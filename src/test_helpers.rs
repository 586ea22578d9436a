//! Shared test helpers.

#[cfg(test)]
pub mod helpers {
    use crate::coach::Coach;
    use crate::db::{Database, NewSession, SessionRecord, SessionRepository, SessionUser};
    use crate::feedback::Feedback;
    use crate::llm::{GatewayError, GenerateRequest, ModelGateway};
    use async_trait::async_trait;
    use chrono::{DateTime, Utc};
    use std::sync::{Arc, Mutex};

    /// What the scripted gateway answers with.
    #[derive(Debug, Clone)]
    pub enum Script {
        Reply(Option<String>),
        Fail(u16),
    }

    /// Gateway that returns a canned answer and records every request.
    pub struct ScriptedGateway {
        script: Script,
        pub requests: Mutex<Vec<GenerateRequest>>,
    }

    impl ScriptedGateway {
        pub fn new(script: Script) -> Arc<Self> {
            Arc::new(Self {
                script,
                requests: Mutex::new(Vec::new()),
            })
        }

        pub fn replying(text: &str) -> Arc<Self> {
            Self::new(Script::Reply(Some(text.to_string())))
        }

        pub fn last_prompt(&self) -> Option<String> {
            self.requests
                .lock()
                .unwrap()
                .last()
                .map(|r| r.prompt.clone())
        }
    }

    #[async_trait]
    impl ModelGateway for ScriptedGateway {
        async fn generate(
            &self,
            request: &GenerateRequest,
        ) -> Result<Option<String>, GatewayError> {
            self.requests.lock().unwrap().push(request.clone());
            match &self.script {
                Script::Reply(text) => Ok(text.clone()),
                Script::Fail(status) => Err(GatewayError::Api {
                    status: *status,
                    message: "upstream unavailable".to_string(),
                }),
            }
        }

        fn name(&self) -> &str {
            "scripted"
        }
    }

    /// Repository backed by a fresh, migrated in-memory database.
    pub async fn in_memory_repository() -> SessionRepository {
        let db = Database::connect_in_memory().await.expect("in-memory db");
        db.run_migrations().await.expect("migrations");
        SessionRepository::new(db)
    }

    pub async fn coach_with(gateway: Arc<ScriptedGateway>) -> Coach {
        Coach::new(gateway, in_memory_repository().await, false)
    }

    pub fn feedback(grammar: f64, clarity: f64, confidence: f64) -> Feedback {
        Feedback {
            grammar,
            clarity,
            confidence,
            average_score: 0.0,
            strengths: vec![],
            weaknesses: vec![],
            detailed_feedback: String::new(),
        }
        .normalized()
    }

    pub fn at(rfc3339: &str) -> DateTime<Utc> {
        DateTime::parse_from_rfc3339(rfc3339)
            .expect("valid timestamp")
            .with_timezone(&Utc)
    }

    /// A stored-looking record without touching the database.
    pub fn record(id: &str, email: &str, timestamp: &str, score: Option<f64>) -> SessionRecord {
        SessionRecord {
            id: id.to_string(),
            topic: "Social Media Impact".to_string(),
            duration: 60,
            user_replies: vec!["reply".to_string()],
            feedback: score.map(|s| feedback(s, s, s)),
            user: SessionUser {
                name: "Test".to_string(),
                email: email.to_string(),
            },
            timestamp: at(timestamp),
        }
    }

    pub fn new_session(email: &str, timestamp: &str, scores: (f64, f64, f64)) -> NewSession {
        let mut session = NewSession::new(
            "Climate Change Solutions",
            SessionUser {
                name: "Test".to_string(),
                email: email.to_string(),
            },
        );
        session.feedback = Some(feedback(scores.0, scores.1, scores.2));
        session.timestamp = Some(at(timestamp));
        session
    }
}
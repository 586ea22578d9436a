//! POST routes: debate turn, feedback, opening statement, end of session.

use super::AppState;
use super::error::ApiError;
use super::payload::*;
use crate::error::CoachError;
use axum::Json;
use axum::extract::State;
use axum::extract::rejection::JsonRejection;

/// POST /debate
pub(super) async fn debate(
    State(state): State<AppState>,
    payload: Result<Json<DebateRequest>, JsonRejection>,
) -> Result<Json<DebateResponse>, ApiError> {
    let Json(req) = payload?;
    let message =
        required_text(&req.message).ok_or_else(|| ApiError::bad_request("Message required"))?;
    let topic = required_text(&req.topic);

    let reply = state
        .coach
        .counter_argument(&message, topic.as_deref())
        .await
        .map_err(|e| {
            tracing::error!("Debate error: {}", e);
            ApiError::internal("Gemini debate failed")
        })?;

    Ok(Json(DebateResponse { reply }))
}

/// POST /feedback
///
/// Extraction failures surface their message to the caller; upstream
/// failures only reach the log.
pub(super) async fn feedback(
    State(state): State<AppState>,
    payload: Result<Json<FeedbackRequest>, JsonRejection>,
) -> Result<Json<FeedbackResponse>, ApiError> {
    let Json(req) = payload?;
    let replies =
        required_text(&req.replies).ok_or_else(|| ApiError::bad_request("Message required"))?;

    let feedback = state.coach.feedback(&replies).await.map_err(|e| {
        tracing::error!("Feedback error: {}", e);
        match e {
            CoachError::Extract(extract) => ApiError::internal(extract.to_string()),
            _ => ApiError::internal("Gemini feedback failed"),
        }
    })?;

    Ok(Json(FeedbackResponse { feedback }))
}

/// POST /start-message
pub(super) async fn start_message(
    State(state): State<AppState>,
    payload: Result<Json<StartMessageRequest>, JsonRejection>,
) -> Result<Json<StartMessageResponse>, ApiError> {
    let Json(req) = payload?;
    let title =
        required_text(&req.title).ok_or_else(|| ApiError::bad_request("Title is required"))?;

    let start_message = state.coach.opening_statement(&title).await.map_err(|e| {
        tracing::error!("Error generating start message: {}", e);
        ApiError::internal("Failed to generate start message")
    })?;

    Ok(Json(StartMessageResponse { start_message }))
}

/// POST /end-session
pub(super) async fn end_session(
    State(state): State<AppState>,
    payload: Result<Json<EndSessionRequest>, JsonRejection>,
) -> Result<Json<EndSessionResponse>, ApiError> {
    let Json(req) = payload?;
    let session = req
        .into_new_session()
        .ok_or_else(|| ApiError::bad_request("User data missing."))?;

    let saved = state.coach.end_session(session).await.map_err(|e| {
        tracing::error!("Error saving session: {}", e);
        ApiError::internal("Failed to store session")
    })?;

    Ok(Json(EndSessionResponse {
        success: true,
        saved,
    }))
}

Your objective. State the count of lines in the material above that include "GenerateRequest", with no other words.

Response box. 3